And again, product lifecycle management comes into play. Those tools we want to hear from the field, when we hear from the field, we must act on what we learn and we must do those controlled changes at the component level, qualify them up through the subsystem, through the system level, and then also obviously work with suppliers as they are impacted and contributing.
And so, gosh, I guess some closing thoughts for me. I mean we want the world, don’t we? And in fact, in the device environment, we require extreme control.

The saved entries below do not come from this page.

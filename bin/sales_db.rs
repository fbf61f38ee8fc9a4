// Sales Data Importer - Database Tool
// Look up and correct sales amounts stored in SQLite

use anyhow::Result;
use clap::{Parser, Subcommand};
use std::io::{self, Write};
use std::path::PathBuf;
use tracing::debug;

use sales_importer::logging::init_tracing;
use sales_importer::maintenance::{
    get_sales, list_regions, load_sales, update_sales_record, view_stored_sales,
};
use sales_importer::{open_database, Config};

/// Sales database maintenance
#[derive(Parser, Debug)]
#[command(name = "sales-db", version, about, long_about = None)]
struct Args {
    /// Config file (defaults to ./sales_importer.toml when present)
    #[arg(short, long)]
    config: Option<PathBuf>,

    /// SQLite database file
    #[arg(long, env = "SALES_DB")]
    database: Option<PathBuf>,

    /// Directory holding all_sales.csv
    #[arg(long, env = "SALES_DATA_DIR")]
    data_dir: Option<PathBuf>,

    /// Debug logging on stderr (RUST_LOG takes precedence)
    #[arg(short, long)]
    verbose: bool,

    #[command(subcommand)]
    command: Command,
}

#[derive(Subcommand, Debug)]
enum Command {
    /// Copy the master sales file into the database
    Load,
    /// List region codes and names
    Regions,
    /// Show every stored sale
    View,
    /// Find the sale for a date and region
    Get {
        /// Sales date, yyyy-mm-dd
        #[arg(long)]
        date: String,
        /// Region code
        #[arg(long)]
        region: String,
    },
    /// Change a stored sale
    Update {
        #[arg(long)]
        id: u32,
        #[arg(long)]
        amount: String,
        /// New sales date, yyyy-mm-dd
        #[arg(long)]
        date: Option<String>,
        /// New region code
        #[arg(long)]
        region: Option<String>,
    },
}

fn main() -> Result<()> {
    let args = Args::parse();
    init_tracing(args.verbose);

    let mut config = Config::load(args.config.as_deref())?;
    if let Some(database) = args.database {
        config.database = database;
    }
    if let Some(data_dir) = args.data_dir {
        config.data_dir = data_dir;
    }
    debug!(?config, "starting sales-db");

    let conn = open_database(&config.database)?;
    let mut out = io::stdout().lock();

    match args.command {
        Command::Load => load_sales(&mut out, &conn, &config.all_sales_path())?,
        Command::Regions => list_regions(&mut out, &conn)?,
        Command::View => view_stored_sales(&mut out, &conn)?,
        Command::Get { date, region } => get_sales(&mut out, &conn, &date, &region)?,
        Command::Update {
            id,
            amount,
            date,
            region,
        } => update_sales_record(
            &mut out,
            &conn,
            id,
            &amount,
            date.as_deref(),
            region.as_deref(),
        )?,
    }

    out.flush()?;
    Ok(())
}
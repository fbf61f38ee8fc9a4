//! Tracing setup shared by both binaries.

use tracing_subscriber::{layer::SubscriberExt, util::SubscriberInitExt, EnvFilter};

/// Initialize tracing from RUST_LOG, writing to stderr.
///
/// Defaults to "warn", or "debug" when `verbose` is set and RUST_LOG is not.
pub fn init_tracing(verbose: bool) {
    let default_level = if verbose { "debug" } else { "warn" };

    tracing_subscriber::registry()
        .with(EnvFilter::try_from_default_env().unwrap_or_else(|_| EnvFilter::new(default_level)))
        .with(tracing_subscriber::fmt::layer().with_writer(std::io::stderr))
        .init();
}
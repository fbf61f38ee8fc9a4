// 🔍 Duplicate-import detection
// Append-only log of every sales file path that was imported successfully

use std::fs::{self, OpenOptions};
use std::io::{self, ErrorKind, Write};
use std::path::{Path, PathBuf};
use tracing::debug;

pub struct ImportedFileLog {
    path: PathBuf,
}

impl ImportedFileLog {
    pub fn new(path: &Path) -> Self {
        ImportedFileLog {
            path: path.to_path_buf(),
        }
    }

    /// Every logged path, in import order. A missing log is empty.
    pub fn entries(&self) -> io::Result<Vec<String>> {
        match fs::read_to_string(&self.path) {
            Ok(content) => Ok(content
                .lines()
                .map(str::trim)
                .filter(|line| !line.is_empty())
                .map(str::to_string)
                .collect()),
            Err(e) if e.kind() == ErrorKind::NotFound => Ok(Vec::new()),
            Err(e) => Err(e),
        }
    }

    pub fn already_imported(&self, file_path: &Path) -> io::Result<bool> {
        let wanted = file_path.display().to_string();
        Ok(self.entries()?.iter().any(|entry| *entry == wanted))
    }

    pub fn add_imported_file(&self, file_path: &Path) -> io::Result<()> {
        let mut file = OpenOptions::new()
            .create(true)
            .append(true)
            .open(&self.path)?;
        writeln!(file, "{}", file_path.display())?;

        debug!(log = %self.path.display(), file = %file_path.display(), "recorded import");
        Ok(())
    }
}
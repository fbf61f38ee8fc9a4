// 📊 Sales report - fixed-width table with totals
//
//      Date           Quarter        Region                  Amount
// -----------------------------------------------------------------
// 1.   2020-12-22     4              West                $12,493.00
// 2.*  ?              0              West                 $9,710.00
// -----------------------------------------------------------------
// TOTAL                                                  $22,203.00

use crate::entities::{SalesList, BAD_FIELD};
use rust_decimal::{Decimal, RoundingStrategy};
use std::io::{self, Write};
use tracing::warn;

const NUM_W: usize = 5;
const DATE_W: usize = 15;
const QUARTER_W: usize = 15;
const REGION_W: usize = 15;
const AMOUNT_W: usize = 15;
const TOTAL_W: usize = NUM_W + DATE_W + QUARTER_W + REGION_W + AMOUNT_W;

/// Print the report for `sales`. Returns true when any row has bad data.
pub fn view_sales<W: Write>(out: &mut W, sales: &SalesList) -> io::Result<bool> {
    if sales.is_empty() {
        writeln!(out, "No sales to view.")?;
        return Ok(false);
    }

    let rule = "-".repeat(TOTAL_W);
    let mut bad_data = false;

    writeln!(
        out,
        "{:NUM_W$}{:DATE_W$}{:QUARTER_W$}{:REGION_W$}{:>AMOUNT_W$}",
        " ", "Date", "Quarter", "Region", "Amount"
    )?;
    writeln!(out, "{}", rule)?;

    for (idx, sale) in sales.iter().enumerate() {
        let num = if sale.has_bad_data() {
            bad_data = true;
            format!("{}.*", idx + 1)
        } else {
            format!("{}.", idx + 1)
        };

        let amount = sale
            .amount
            .map(format_currency)
            .unwrap_or_else(|| BAD_FIELD.to_string());

        writeln!(
            out,
            "{:<NUM_W$}{:DATE_W$}{:<QUARTER_W$}{:REGION_W$}{:>AMOUNT_W$}",
            num,
            sale.date_text(),
            sale.quarter(),
            sale.region.name,
            amount
        )?;
    }

    // Totals past Decimal::MAX are shown as bad
    let total = match sales.total() {
        Some(total) => format_currency(total),
        None => {
            warn!(rows = sales.count(), "sales total overflowed");
            BAD_FIELD.to_string()
        }
    };

    writeln!(out, "{}", rule)?;
    writeln!(
        out,
        "{:NUM_W$}{:width$}{:>AMOUNT_W$}\n",
        "TOTAL",
        " ",
        total,
        width = DATE_W + QUARTER_W + REGION_W
    )?;

    Ok(bad_data)
}

/// `$12,345.68` - rounded half-up to cents, thousands grouped
pub fn format_currency(amount: Decimal) -> String {
    let rounded = amount.round_dp_with_strategy(2, RoundingStrategy::MidpointAwayFromZero);
    let sign = if rounded.is_sign_negative() && !rounded.is_zero() {
        "-"
    } else {
        ""
    };

    let digits = format!("{:.2}", rounded.abs());
    let (whole, cents) = digits.split_once('.').unwrap_or((digits.as_str(), "00"));

    format!("{}${}.{}", sign, group_thousands(whole), cents)
}

fn group_thousands(digits: &str) -> String {
    let mut grouped = String::with_capacity(digits.len() + digits.len() / 3);
    for (i, ch) in digits.chars().enumerate() {
        if i > 0 && (digits.len() - i) % 3 == 0 {
            grouped.push(',');
        }
        grouped.push(ch);
    }
    grouped
}
use serde::{Deserialize, Serialize};

use super::rect::{NormalizedRect, RawRect, ViewRect};

/// Structured content the decoder recognized behind the raw value.
///
/// This is a closed set: only the payload types the hosting UI consumes are
/// surfaced; every other type the decoder may report is ignored.
#[derive(Debug, Clone, PartialEq, Eq, Serialize, Deserialize)]
#[serde(tag = "type", rename_all = "camelCase")]
pub enum StructuredPayload {
    /// Wi-Fi join credentials
    #[serde(rename_all = "camelCase")]
    Wifi {
        /// Network SSID
        ssid: String,
        /// Network password
        password: String,
        /// Decoder's numeric encryption type, passed through undecoded
        encryption_type: i32,
    },
    /// A bookmark-style URL
    #[serde(rename_all = "camelCase")]
    Url {
        /// Page title, may be empty
        title: String,
        /// The URL itself
        url: String,
    },
}

/// One detected symbol as reported by the native decoder, before any
/// geometry has been applied.
///
/// The bounding box is in raw sensor coordinates and may be absent when the
/// decoder could not resolve one.
#[derive(Debug, Clone, PartialEq, Serialize, Deserialize)]
#[serde(rename_all = "camelCase")]
pub struct Detection {
    /// Bounding box in raw sensor space, if the decoder reported one
    #[serde(default)]
    pub bounding_box: Option<RawRect>,
    /// The decoded bytes rendered as a string
    pub raw_value: String,
    /// The decoder's display rendition of the value
    pub display_value: String,
    /// Structured content, when the decoder recognized one of the supported types
    #[serde(default)]
    pub payload: Option<StructuredPayload>,
}

/// Final per-symbol output record.
///
/// `rect` and `normalized` are absent when the decoder reported no bounding
/// box (the decoded value is still delivered).
#[derive(Debug, Clone, PartialEq, Serialize, Deserialize)]
#[serde(rename_all = "camelCase")]
pub struct Barcode {
    /// The decoded bytes rendered as a string, passed through untouched
    pub raw_value: String,
    /// The decoder's display rendition, passed through untouched
    pub display_value: String,
    /// Bounding box in view-space pixels
    pub rect: Option<ViewRect>,
    /// Bounding box as orientation-rotated fractions of the view
    pub normalized: Option<NormalizedRect>,
    /// Structured content, when present
    pub payload: Option<StructuredPayload>,
}
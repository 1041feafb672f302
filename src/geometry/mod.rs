//! The pure coordinate pipeline.
//!
//! Every stage states which coordinate space it consumes and produces:
//! - rotation: raw sensor size -> corrected image size
//! - rectify: decoder boxes (sensor space) -> corrected image space
//! - view: corrected image space -> view space (aspect-fill scale + crop)
//! - normalize: view space -> orientation-rotated 0-1 ratios
//! - scan_region: the admissible window and its containment test, in view space
//!
//! All functions are pure; nothing here touches the decoder or the host.

/// View-space boxes into orientation-rotated normalized ratios
pub mod normalize;
/// Decoder-space boxes into corrected image space
pub mod rectify;
/// Canonical rotation states and the raw-to-corrected size swap
pub mod rotation;
/// The centered scan window and full-containment filtering
pub mod scan_region;
/// Aspect-fill mapping onto the preview view
pub mod view;

pub use normalize::normalized_rect;
pub use rectify::{rectify, unrectify};
pub use rotation::Rotation;
pub use scan_region::{contains, scan_window};
pub use view::{ViewTransform, safe_view_size};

It is a must. We need a good system, good records, we need strong partners, tight connections throughout the product lifecycle, through the documents, through continuous improvement, objective evidence everywhere.
Easy, right? Michael, what do you think?
Michael Keer
That was a lot of great information, Angenette, so thank you for that. I’m going to broaden it out a little bit. So great, I would say core data management, product centric, how do you deal with that?
Over the last 30 years in Product Realization Group, I’ve developed what I call the eight best practices of product realization. I’m going to kind of walk through at a very high level each one of these.
Can go into a lot more detail, but at a high level I would say if you follow these practices, it can go a long way to improving your overall product development processes and reduce the risk of commercializing products.
So, the first would be around the team. So, create a strong new product introduction team, understand and create clear requirements. This would be things like marketing requirements, product requirements, design requirements, as well as a detailed schedule that is realistic.
I’ve worked with many, many companies that think a schedule is half what it really is or think it’s going to cost half what it really is. So really getting into the weeds of what does it take to develop a product and then having that detailed with the right set of team, getting the right inputs early can make a huge difference in terms of the success of a project.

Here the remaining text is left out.